For the purposes of maximising road capacity, *if* the braking distance increases exponentially with speed as per the highway code (my opinion of which is well documented), the optimum speed is about 11mph.

If a road is below maximum capacity, journeys will be shorter at higher speeds.

However, *if* the "two second rule" is applied, rather than the highway code distances, the 'length' of a vehicle effectively becomes shorter (measured in time taken for its length to pass a point), and maximum throughput is just below whatever speed the French cars start to blow up.

HC stopping distances are not the same as the spacing between cars in moving traffic, because the expectation is that the car in front of you is not going to go from <whatever> mph to zero instantly and without warning.  The expectation is that a driver will be looking as far ahead as possible and thus see anything requiring braking only a few seconds after the car in front, and that that one will take some time to stop.  The HC stopping distances are the same as a 2s gap at 40mph, less below, and greater above.

Re the length of a vehicle, if you add 14.44' to the length of a 2s gap at Xmph then you have the distance between the front of one car and the front of the next, which you use to calculate how many cars will fit onto a given length of road, and the total package of [car+gap] will take a calculable amount of time to pass a point, so that tells you how many can pass a point in a given amount of time.
 

Suggesting that motorists who have scant regard for often arbitrary temporary speed limits are variously stupid and selfish is perhaps not the best way to ingratiate yourself with a motoring forum - although perhaps that's the idea.
Of course it's not, but I'm not trying to ingratiate myself, nor should I have to.

I'm well aware that this site has a political bias, and that it is one that I do not share, and for the avoidance of doubt, I'm happy to nail my (relevant to this site) colours to the mast.

I am in favour of congestion zones, low emission zones, low traffic neighbourhoods and 20mph speed limits in built-up areas.

I think 15-minute cities are a great idea.

I think that where beneficial to public transport, of course buses etc should be prioritised over private vehicles for road space, traffic light phasing, no entry/right-turn/left-turn/etc signs.

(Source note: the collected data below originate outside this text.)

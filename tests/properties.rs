use chaos_criteria::*;
use nalgebra::DVector;
use std::f64::consts::TAU;

fn logistic(r: f64) -> SystemDefinition {
    LogisticParameters { r }.system()
}

/// x'' + 0.5 x' + x = cos t; the periodic response x = 2 sin t passes through (0, 2).
fn forced_oscillator() -> SystemDefinition {
    SystemDefinition::flow(|t, s: &State| DVector::from_vec(vec![s[1], -0.5 * s[1] - s[0] + t.cos()]))
}

#[test]
fn test_logistic_li_yorke_verdicts() {
    let chaotic = check_li_yorke(&logistic(4.0), (0.0, 1.0), &LiYorkeConfig::default()).unwrap();
    assert!(chaotic.satisfies_li_yorke);
    assert!(chaotic.has_period_3);
    assert!(!chaotic.period_3_points.is_empty());

    let periodic = check_li_yorke(&logistic(3.5), (0.0, 1.0), &LiYorkeConfig::default()).unwrap();
    assert!(!periodic.satisfies_li_yorke, "{:?}", periodic.scrambled_ratio);
    assert!(periodic.period_3_points.is_empty());
}

#[test]
fn test_lorenz_spectrum_signs() {
    let lorenz = LorenzParameters::default();
    let spectrum = lyapunov_spectrum(&lorenz.system(), &lorenz.initial_state(), &LyapunovConfig::default()).unwrap();

    assert_eq!(spectrum.exponents.len(), 3);
    assert!(spectrum.largest().unwrap() > 0.0, "{:?}", spectrum.exponents);
    assert!(spectrum.sum() < 0.0, "{:?}", spectrum.exponents);
    assert!(spectrum.is_chaotic());
    assert!(spectrum.is_dissipative());

    let entropy = lyapunov_entropy(&spectrum, KS_TO_TOPOLOGICAL_FACTOR).unwrap();
    assert!(entropy.entropy > entropy.ks_entropy);
}

#[test]
fn test_locate_then_refine_is_idempotent() {
    let system = forced_oscillator();
    let located = locate_periodic_orbits(
        &system,
        &[DVector::from_vec(vec![0.0, 2.0])],
        &LocatorConfig {
            expected_period: 6.0,
            tolerance: 1e-4,
            ..LocatorConfig::default()
        },
    )
    .unwrap();
    assert_eq!(located.orbits.len(), 1, "{:?}", located.failures);
    let candidate = &located.orbits[0];
    let turns = candidate.period / TAU;
    assert!((turns - turns.round()).abs() < 1e-3, "period {}", candidate.period);

    let config = RefinerConfig {
        tolerance: 1e-8,
        max_iter: 20,
        ..RefinerConfig::default()
    };
    let first = refine_orbit(&system, &candidate.initial_point, candidate.period, &config).unwrap();
    assert!(first.converged, "{:?}", first);

    let second = refine_orbit(&system, &first.point, first.period, &config).unwrap();
    assert!(second.converged);
    assert!(second.iteration_count <= 2);
    assert!(second.final_error <= first.final_error);

    let stability = orbit_stability(&system, &second.point, second.period, &IntegratorConfig::tight()).unwrap();
    assert_eq!(stability.stability, StabilityType::Stable);
}

#[test]
fn test_box_counting_on_fixed_point_orbit() {
    let orbit = generate_orbit(
        &logistic(2.5),
        &DVector::from_vec(vec![0.6]),
        Horizon::Steps(200),
        &IntegratorConfig::default(),
    )
    .unwrap();
    let report = topological_entropy(orbit.states(), &EntropyConfig::default()).unwrap();

    match report {
        EntropyReport::BoxCounting(r) => {
            assert_eq!(r.occupied_boxes, 1);
            assert_eq!(r.shannon_entropy, 0.0);
            assert_eq!(r.entropy, 0.0);
        }
        other => panic!("unexpected report {:?}", other),
    }
}

#[test]
fn test_density_points_are_primitive() {
    let system = logistic(4.0);
    let domain = Domain::interval(0.0, 1.0).unwrap();
    let config = DensityConfig {
        periods: vec![1, 2, 3],
        ..DensityConfig::default()
    };
    let report = periodic_point_density(&system, &domain, &config).unwrap();
    assert!(report.total_points > 0);

    for count in &report.per_period {
        for x in &count.points {
            let image = system.iterate(x, count.period).unwrap();
            assert!((image - x).norm() < config.tolerance, "period {} at {:?}", count.period, x);
            for d in (1..count.period).filter(|d| count.period % d == 0) {
                let image = system.iterate(x, d).unwrap();
                assert!((image - x).norm() >= config.tolerance, "period {} point has period {}", count.period, d);
            }
        }
    }
}

#[test]
fn test_identity_map_is_not_transitive() {
    let identity = SystemDefinition::map(|x: &State| x.clone());
    let domain = Domain::new(vec![-1.0, -1.0, -1.0], vec![1.0, 1.0, 1.0]).unwrap();
    let report = check_transitivity(
        &identity,
        &domain,
        &TransitivityConfig {
            num_points: 1,
            seed: 7,
            ..TransitivityConfig::default()
        },
    )
    .unwrap();

    assert!(report.coverage_ratio < 1e-12);
    assert!(!report.is_transitive);
}

#[test]
fn test_expression_lorenz_matches_catalogue() {
    let params = LorenzParameters::default();
    let expressions = ExpressionSystem::flow(
        &["x", "y", "z"],
        &["sigma * (y - x)", "x * (rho - z) - y", "x * y - beta * z"],
    )
    .unwrap()
    .with_parameter("sigma", params.sigma)
    .unwrap()
    .with_parameter("rho", params.rho)
    .unwrap()
    .with_parameter("beta", params.beta)
    .unwrap()
    .into_system();

    let point = DVector::from_vec(vec![1.5, -2.0, 20.0]);
    let a = expressions.evaluate(0.0, &point).unwrap();
    let b = params.system().evaluate(0.0, &point).unwrap();
    assert!((a - b).norm() < 1e-12);
}

#[test]
fn test_time_map_of_contracting_flow() {
    // The time-1 map of x' = -x is x -> x / e.
    let flow = SystemDefinition::flow(|_t, x: &State| -x);
    let map = flow.time_map(1.0, IntegratorConfig::tight()).unwrap();
    let image = map.evaluate(0.0, &DVector::from_vec(vec![1.0])).unwrap();
    assert!((image[0] - (-1.0f64).exp()).abs() < 1e-8);

    let spectrum = map_lyapunov_spectrum(
        &map,
        &DVector::from_vec(vec![0.5]),
        &MapLyapunovConfig {
            n_iterations: 10,
            transient: 0,
            num_exponents: None,
        },
    )
    .unwrap();
    assert!((spectrum.largest().unwrap() + 1.0).abs() < 1e-3, "{:?}", spectrum.exponents);
}

#[test]
fn test_logistic_bifurcation_from_catalogue() {
    let config = BifurcationConfig {
        range: (2.5, 4.0),
        samples: 16,
        capture: 64,
        ..BifurcationConfig::default()
    };
    let data = bifurcation_data(logistic, &LogisticParameters::default().initial_state(), &config).unwrap();

    assert_eq!(data.param_values.len(), 16);
    assert!(data.captured_values.iter().all(|c| c.len() == 64));
    assert!(data.captured_values.iter().flatten().all(|v| (0.0..=1.0).contains(v)));
}

#[test]
fn test_reports_serialize() {
    let config = LiYorkeConfig::default();
    let json = serde_json::to_string(&config).unwrap();
    let back: LiYorkeConfig = serde_json::from_str(&json).unwrap();
    assert_eq!(back.num_points, config.num_points);
    assert_eq!(back.seed, config.seed);

    let report = check_li_yorke(
        &logistic(4.0),
        (0.0, 1.0),
        &LiYorkeConfig {
            num_samples: 20,
            num_iterations: 200,
            ..LiYorkeConfig::default()
        },
    )
    .unwrap();
    let json = serde_json::to_string(&report).unwrap();
    let back: LiYorkeReport = serde_json::from_str(&json).unwrap();
    assert_eq!(back.satisfies_li_yorke, report.satisfies_li_yorke);
    assert_eq!(back.period_3_points.len(), report.period_3_points.len());
    assert_eq!(back.pairs_analyzed, report.pairs_analyzed);

    let value: serde_json::Value = serde_json::to_value(
        periodic_point_density(&logistic(4.0), &Domain::interval(0.0, 1.0).unwrap(), &DensityConfig {
            periods: vec![1],
            ..DensityConfig::default()
        })
        .unwrap(),
    )
    .unwrap();
    assert_eq!(value["total_points"], 2);
}
use nalgebra::DMatrix;
use serde::{Deserialize, Serialize};
use tracing::debug;

use crate::dynamical_systems::{State, SystemDefinition, SystemKind};
use crate::error::{ChaosError, ChaosResult};
use crate::integrator::Rk4Integrator;
use crate::variational::tangent_map;

/// Lyapunov exponents sorted in descending order.
#[derive(Debug, Clone, PartialEq, Serialize, Deserialize)]
pub struct LyapunovSpectrum {
    pub exponents: Vec<f64>,
}

impl LyapunovSpectrum {
    pub fn new(mut exponents: Vec<f64>) -> Self {
        exponents.sort_by(|a, b| b.total_cmp(a));
        Self { exponents }
    }

    pub fn largest(&self) -> Option<f64> {
        self.exponents.first().copied()
    }

    pub fn sum(&self) -> f64 {
        self.exponents.iter().sum()
    }

    /// Kolmogorov-Sinai entropy estimate (Pesin): sum of the positive exponents.
    pub fn ks_entropy(&self) -> f64 {
        self.exponents.iter().filter(|&&l| l > 0.0).sum()
    }

    pub fn is_chaotic(&self) -> bool {
        self.largest().map_or(false, |l| l > 0.0)
    }

    /// Phase-space volumes contract.
    pub fn is_dissipative(&self) -> bool {
        self.sum() < 0.0
    }

    /// Kaplan-Yorke (Lyapunov) dimension.
    pub fn kaplan_yorke_dimension(&self) -> f64 {
        let mut partial = 0.0;
        for (j, &lambda) in self.exponents.iter().enumerate() {
            if partial + lambda < 0.0 {
                if lambda == 0.0 {
                    return j as f64;
                }
                return j as f64 + partial / lambda.abs();
            }
            partial += lambda;
        }
        self.exponents.len() as f64
    }
}

/// Benettin QR estimation for flows.
#[derive(Debug, Clone, Copy, PartialEq, Serialize, Deserialize)]
pub struct LyapunovConfig {
    pub t_max: f64,
    pub dt: f64,
    /// Defaults to the state dimension.
    pub num_exponents: Option<usize>,
}

impl Default for LyapunovConfig {
    fn default() -> Self {
        Self {
            t_max: 100.0,
            dt: 0.01,
            num_exponents: None,
        }
    }
}

impl LyapunovConfig {
    pub fn validate(&self) -> ChaosResult<()> {
        if !(self.t_max.is_finite() && self.t_max > 0.0) {
            return Err(ChaosError::invalid("t_max must be positive"));
        }
        if !(self.dt.is_finite() && self.dt > 0.0 && self.dt <= self.t_max) {
            return Err(ChaosError::invalid("dt must be positive and at most t_max"));
        }
        Ok(())
    }
}

/// Benettin QR estimation for maps.
#[derive(Debug, Clone, Copy, PartialEq, Serialize, Deserialize)]
pub struct MapLyapunovConfig {
    pub n_iterations: usize,
    /// Iterations discarded before accumulation starts.
    pub transient: usize,
    pub num_exponents: Option<usize>,
}

impl Default for MapLyapunovConfig {
    fn default() -> Self {
        Self {
            n_iterations: 10_000,
            transient: 100,
            num_exponents: None,
        }
    }
}

impl MapLyapunovConfig {
    pub fn validate(&self) -> ChaosResult<()> {
        if self.n_iterations == 0 {
            return Err(ChaosError::invalid("n_iterations must be at least 1"));
        }
        Ok(())
    }
}

fn exponent_count(requested: Option<usize>, dim: usize) -> ChaosResult<usize> {
    let k = requested.unwrap_or(dim);
    if k == 0 || k > dim {
        return Err(ChaosError::invalid(format!(
            "number of exponents must be in 1..={}, got {}",
            dim, k
        )));
    }
    Ok(k)
}

/// Rotate `basis` by one tangent step and re-orthonormalize.
///
/// Adds `ln |R[i,i]|` for every non-zero diagonal factor to `sums`. A
/// negative `R[i,i]` flips the matching column of Q instead of being
/// skipped, so the basis orientation stays continuous between steps. For a
/// full-rank step this gives the same sums as counting only positive factors
/// of a sign-normalized QR.
fn qr_step(tangent: &DMatrix<f64>, basis: &DMatrix<f64>, sums: &mut [f64]) -> DMatrix<f64> {
    let evolved = tangent * basis;
    let qr = evolved.qr();
    let mut q = qr.q();
    let r = qr.r();

    for (i, sum) in sums.iter_mut().enumerate() {
        let r_ii = r[(i, i)];
        let magnitude = r_ii.abs();
        if r_ii < 0.0 {
            q.column_mut(i).neg_mut();
        }
        if magnitude > 0.0 {
            *sum += magnitude.ln();
        }
    }
    q
}

/// Lyapunov spectrum of a flow by the Benettin QR method.
///
/// The reference trajectory advances by fixed RK4 steps of `dt`; the tangent
/// basis is multiplied by `I + J·dt` at the new point each step. Sums are
/// divided by `t_max`.
pub fn lyapunov_spectrum(
    system: &SystemDefinition,
    x0: &State,
    config: &LyapunovConfig,
) -> ChaosResult<LyapunovSpectrum> {
    system.require(SystemKind::Flow)?;
    config.validate()?;
    let dim = x0.len();
    let k = exponent_count(config.num_exponents, dim)?;

    let rk4 = Rk4Integrator::new(config.dt)?;
    let n_steps = (config.t_max / config.dt) as usize;
    let mut basis = DMatrix::<f64>::identity(dim, k);
    let mut sums = vec![0.0; k];
    let mut x = x0.clone();
    let mut t = 0.0;

    for _ in 0..n_steps {
        x = rk4.step(system, t, &x)?;
        t += config.dt;
        let tangent = tangent_map(system, t, &x, config.dt)?;
        basis = qr_step(&tangent, &basis, &mut sums);
    }

    debug!(n_steps, dim, "flow Lyapunov spectrum accumulated");
    Ok(LyapunovSpectrum::new(
        sums.into_iter().map(|s| s / config.t_max).collect(),
    ))
}

/// Lyapunov spectrum of a map, with the map Jacobian as tangent map.
pub fn map_lyapunov_spectrum(
    system: &SystemDefinition,
    x0: &State,
    config: &MapLyapunovConfig,
) -> ChaosResult<LyapunovSpectrum> {
    system.require(SystemKind::Map)?;
    config.validate()?;
    let dim = x0.len();
    let k = exponent_count(config.num_exponents, dim)?;

    let mut x = system.iterate(x0, config.transient)?;
    let mut basis = DMatrix::<f64>::identity(dim, k);
    let mut sums = vec![0.0; k];

    for i in 0..config.n_iterations {
        let step = (config.transient + i) as f64;
        let tangent = tangent_map(system, step, &x, 1.0)?;
        basis = qr_step(&tangent, &basis, &mut sums);
        x = system.evaluate(step, &x)?;
    }

    Ok(LyapunovSpectrum::new(
        sums.into_iter()
            .map(|s| s / config.n_iterations as f64)
            .collect(),
    ))
}

/// Two-trajectory estimation of the largest exponent of a flow.
#[derive(Debug, Clone, Copy, PartialEq, Serialize, Deserialize)]
pub struct LargestLyapunovConfig {
    pub dt: f64,
    /// RK4 steps discarded before the perturbed copy is created.
    pub transient: usize,
    pub steps: usize,
    pub perturbation: f64,
    pub renormalize_every: usize,
}

impl Default for LargestLyapunovConfig {
    fn default() -> Self {
        Self {
            dt: 0.01,
            transient: 1000,
            steps: 50_000,
            perturbation: 1e-8,
            renormalize_every: 10,
        }
    }
}

impl LargestLyapunovConfig {
    pub fn validate(&self) -> ChaosResult<()> {
        if !(self.dt.is_finite() && self.dt > 0.0) {
            return Err(ChaosError::invalid("dt must be positive"));
        }
        if !(self.perturbation.is_finite() && self.perturbation > 0.0) {
            return Err(ChaosError::invalid("perturbation must be positive"));
        }
        if self.steps == 0 || self.renormalize_every == 0 {
            return Err(ChaosError::invalid(
                "steps and renormalize_every must be at least 1",
            ));
        }
        Ok(())
    }
}

/// Estimate the largest Lyapunov exponent using the two-trajectory method
///
/// Algorithm:
/// 1. Start two trajectories separated by `perturbation` along the first axis
/// 2. Evolve both trajectories
/// 3. Every `renormalize_every` steps, measure the separation d and
///    accumulate ln(d / perturbation)
/// 4. Pull the perturbed trajectory back to distance `perturbation`
///
/// λ = (1 / total time) · Σ ln(d / perturbation)
///
/// For Lorenz system with classical parameters λ₁ ≈ 0.9.
pub fn largest_lyapunov_exponent(
    system: &SystemDefinition,
    x0: &State,
    config: &LargestLyapunovConfig,
) -> ChaosResult<f64> {
    system.require(SystemKind::Flow)?;
    config.validate()?;
    let rk4 = Rk4Integrator::new(config.dt)?;

    let mut t = 0.0;
    let mut state1 = x0.clone();
    for _ in 0..config.transient {
        state1 = rk4.step(system, t, &state1)?;
        t += config.dt;
    }

    let mut state2 = state1.clone();
    state2[0] += config.perturbation;

    let mut sum_log = 0.0;
    let mut n_renorm = 0usize;

    for i in 1..=config.steps {
        state1 = rk4.step(system, t, &state1)?;
        state2 = rk4.step(system, t, &state2)?;
        t += config.dt;

        if i % config.renormalize_every == 0 {
            let separation = &state2 - &state1;
            let d = separation.norm();
            if d == 0.0 {
                debug!(step = i, "trajectories coincide, stopping");
                break;
            }
            sum_log += (d / config.perturbation).ln();
            n_renorm += 1;

            // Renormalize separation vector to prevent overflow
            state2 = &state1 + separation * (config.perturbation / d);
        }
    }

    if n_renorm == 0 {
        return Ok(0.0);
    }
    Ok(sum_log / (n_renorm as f64 * config.renormalize_every as f64 * config.dt))
}

/// Separation of two nearby trajectories over time.
#[derive(Debug, Clone, Copy, PartialEq, Serialize, Deserialize)]
pub struct DivergenceConfig {
    pub epsilon: f64,
    /// Step of the RK4 integrator for flows; ignored for maps.
    pub dt: f64,
    pub steps: usize,
}

impl Default for DivergenceConfig {
    fn default() -> Self {
        Self {
            epsilon: 1e-8,
            dt: 0.01,
            steps: 2000,
        }
    }
}

impl DivergenceConfig {
    pub fn validate(&self) -> ChaosResult<()> {
        if !(self.epsilon.is_finite() && self.epsilon > 0.0) {
            return Err(ChaosError::invalid("epsilon must be positive"));
        }
        if !(self.dt.is_finite() && self.dt > 0.0) {
            return Err(ChaosError::invalid("dt must be positive"));
        }
        Ok(())
    }
}

#[derive(Debug, Clone, PartialEq, Serialize, Deserialize)]
pub struct DivergenceSeries {
    pub times: Vec<f64>,
    pub distances: Vec<f64>,
}

impl DivergenceSeries {
    /// Slope of `ln d` against time by least squares; a rough largest exponent
    /// while the separation is still small.
    pub fn growth_rate(&self) -> Option<f64> {
        let pairs: Vec<(f64, f64)> = self
            .times
            .iter()
            .zip(&self.distances)
            .filter(|&(_, &d)| d > 0.0)
            .map(|(&t, &d)| (t, d.ln()))
            .collect();
        if pairs.len() < 2 {
            return None;
        }
        let n = pairs.len() as f64;
        let mean_t = pairs.iter().map(|p| p.0).sum::<f64>() / n;
        let mean_l = pairs.iter().map(|p| p.1).sum::<f64>() / n;
        let cov: f64 = pairs.iter().map(|p| (p.0 - mean_t) * (p.1 - mean_l)).sum();
        let var: f64 = pairs.iter().map(|p| (p.0 - mean_t).powi(2)).sum();
        if var == 0.0 {
            None
        } else {
            Some(cov / var)
        }
    }
}

/// Distance between a trajectory from `x0` and one started `epsilon` away
/// along the first axis, recorded after every step.
///
/// Maps are iterated; flows advance by RK4 steps of `dt`. Stops early once the
/// separation stops being finite.
pub fn sensitivity_divergence(
    system: &SystemDefinition,
    x0: &State,
    config: &DivergenceConfig,
) -> ChaosResult<DivergenceSeries> {
    config.validate()?;
    let rk4 = Rk4Integrator::new(config.dt)?;

    let mut s1 = x0.clone();
    let mut s2 = x0.clone();
    s2[0] += config.epsilon;

    let mut times = Vec::with_capacity(config.steps);
    let mut distances = Vec::with_capacity(config.steps);

    for i in 0..config.steps {
        let (next1, next2, time) = match system.kind() {
            SystemKind::Map => (
                system.evaluate(i as f64, &s1)?,
                system.evaluate(i as f64, &s2)?,
                (i + 1) as f64,
            ),
            SystemKind::Flow => {
                let t = i as f64 * config.dt;
                (
                    rk4.step(system, t, &s1)?,
                    rk4.step(system, t, &s2)?,
                    t + config.dt,
                )
            }
        };
        s1 = next1;
        s2 = next2;

        let d = (&s2 - &s1).norm();
        if !d.is_finite() {
            break;
        }
        times.push(time);
        distances.push(d);
    }

    Ok(DivergenceSeries { times, distances })
}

I think that this whole "war on the motorist" idea is complete swivel-eyed conspiracy b******s, believed by people who have swallowed the cynical self-serving lies of populist politicians and the right-wing red tops.

Does this mean that I think cp8759 is "Tory scum"?  Of course not.

Does it mean that he, or others, think I'm "socialist scum" and should refuse me their help if I needed it?  I would sincerely hope of course not.

[And I'd like to point out, in passing, that the introduction of congestion zones/LEZs/LTNs/etc do not follow party political alignments]

Does this mean that I think the authorities should be allowed a bit of slack in their adherence to the rules and regulations for signage, camera authorisations, notice wording and serving, etc?  Of course not.  And the flip-side of that is the of-course-not to whether drivers who ignore what they feel are often arbitrary temporary speed limits have right on their side.

As for  "stupid and selfish", I wholeheartedly stand by that.  How many times do you see posts on various internet fora whinging about a speed limit being reduced when the traffic was light and flowing freely?  Stupidity as that tries to deny the reality of a problem 5 miles ahead which is being tackled by reducing the arrival rate of new cars.
 
How many drivers expect other ones to move left into a gap under 4 seconds long so that they can overtake, and get very headlamp-flashy and aggressive if they don't?  Selfish.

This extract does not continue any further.